== Segment start ==
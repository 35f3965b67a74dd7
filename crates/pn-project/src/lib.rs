//! pn-project: scenario file format and validation.

pub mod schema;
pub mod validate;

pub use schema::*;
pub use validate::{ValidationError, validate_scenario};

use std::path::Path;

pub type ProjectResult<T> = Result<T, ProjectError>;

#[derive(thiserror::Error, Debug)]
pub enum ProjectError {
    #[error("Validation error: {0}")]
    Validation(#[from] ValidationError),

    #[error("Unsupported file format: {path} (expected .yaml, .yml or .json)")]
    UnsupportedFormat { path: String },

    #[error("I/O error: {0}")]
    Io(#[from] std::io::Error),

    #[error("YAML error: {0}")]
    Yaml(#[from] serde_yaml::Error),

    #[error("JSON error: {0}")]
    Json(#[from] serde_json::Error),
}

#[derive(Debug, Clone, Copy, PartialEq, Eq)]
enum Format {
    Yaml,
    Json,
}

fn format_of(path: &Path) -> ProjectResult<Format> {
    match path
        .extension()
        .and_then(|e| e.to_str())
        .map(str::to_ascii_lowercase)
        .as_deref()
    {
        Some("yaml" | "yml") => Ok(Format::Yaml),
        Some("json") => Ok(Format::Json),
        _ => Err(ProjectError::UnsupportedFormat {
            path: path.display().to_string(),
        }),
    }
}

/// Load and validate a scenario, choosing the format by file extension.
pub fn load_scenario(path: &Path) -> ProjectResult<Scenario> {
    match format_of(path)? {
        Format::Yaml => load_yaml(path),
        Format::Json => load_json(path),
    }
}

/// Validate and save a scenario, choosing the format by file extension.
pub fn save_scenario(path: &Path, scenario: &Scenario) -> ProjectResult<()> {
    match format_of(path)? {
        Format::Yaml => save_yaml(path, scenario),
        Format::Json => save_json(path, scenario),
    }
}

pub fn load_yaml(path: &Path) -> ProjectResult<Scenario> {
    let content = std::fs::read_to_string(path)?;
    let scenario: Scenario = serde_yaml::from_str(&content)?;
    validate_scenario(&scenario)?;
    Ok(scenario)
}

pub fn save_yaml(path: &Path, scenario: &Scenario) -> ProjectResult<()> {
    validate_scenario(scenario)?;
    let content = serde_yaml::to_string(scenario)?;
    std::fs::write(path, content)?;
    Ok(())
}

pub fn load_json(path: &Path) -> ProjectResult<Scenario> {
    let content = std::fs::read_to_string(path)?;
    let scenario: Scenario = serde_json::from_str(&content)?;
    validate_scenario(&scenario)?;
    Ok(scenario)
}

pub fn save_json(path: &Path, scenario: &Scenario) -> ProjectResult<()> {
    validate_scenario(scenario)?;
    let content = serde_json::to_string_pretty(scenario)?;
    std::fs::write(path, content)?;
    Ok(())
}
== Segment end ==
Output all of the records above exactly as they appear.

▶ [Answer area]
repository 35f3965b67a74dd7
filename crates/pn-project/src/lib.rs
//! pn-project: scenario file format and validation.

pub mod schema;
pub mod validate;

pub use schema::*;
pub use validate::{ValidationError, validate_scenario};

use std::path::Path;

pub type ProjectResult<T> = Result<T, ProjectError>;

#[derive(thiserror::Error, Debug)]
pub enum ProjectError {
    #[error("Validation error: {0}")]
    Validation(#[from] ValidationError),

    #[error("Unsupported file format: {path} (expected .yaml, .yml or .json)")]
    UnsupportedFormat { path: String },

    #[error("I/O error: {0}")]
    Io(#[from] std::io::Error),

    #[error("YAML error: {0}")]
    Yaml(#[from] serde_yaml::Error),

    #[error("JSON error: {0}")]
    Json(#[from] serde_json::Error),
}

#[derive(Debug, Clone, Copy, PartialEq, Eq)]
enum Format {
    Yaml,
    Json,
}

fn format_of(path: &Path) -> ProjectResult<Format> {
    match path
        .extension()
        .and_then(|e| e.to_str())
        .map(str::to_ascii_lowercase)
        .as_deref()
    {
        Some("yaml" | "yml") => Ok(Format::Yaml),
        Some("json") => Ok(Format::Json),
        _ => Err(ProjectError::UnsupportedFormat {
            path: path.display().to_string(),
        }),
    }
}

/// Load and validate a scenario, choosing the format by file extension.
pub fn load_scenario(path: &Path) -> ProjectResult<Scenario> {
    match format_of(path)? {
        Format::Yaml => load_yaml(path),
        Format::Json => load_json(path),
    }
}

/// Validate and save a scenario, choosing the format by file extension.
pub fn save_scenario(path: &Path, scenario: &Scenario) -> ProjectResult<()> {
    match format_of(path)? {
        Format::Yaml => save_yaml(path, scenario),
        Format::Json => save_json(path, scenario),
    }
}

pub fn load_yaml(path: &Path) -> ProjectResult<Scenario> {
    let content = std::fs::read_to_string(path)?;
    let scenario: Scenario = serde_yaml::from_str(&content)?;
    validate_scenario(&scenario)?;
    Ok(scenario)
}

pub fn save_yaml(path: &Path, scenario: &Scenario) -> ProjectResult<()> {
    validate_scenario(scenario)?;
    let content = serde_yaml::to_string(scenario)?;
    std::fs::write(path, content)?;
    Ok(())
}

pub fn load_json(path: &Path) -> ProjectResult<Scenario> {
    let content = std::fs::read_to_string(path)?;
    let scenario: Scenario = serde_json::from_str(&content)?;
    validate_scenario(&scenario)?;
    Ok(scenario)
}

pub fn save_json(path: &Path, scenario: &Scenario) -> ProjectResult<()> {
    validate_scenario(scenario)?;
    let content = serde_json::to_string_pretty(scenario)?;
    std::fs::write(path, content)?;
    Ok(())
}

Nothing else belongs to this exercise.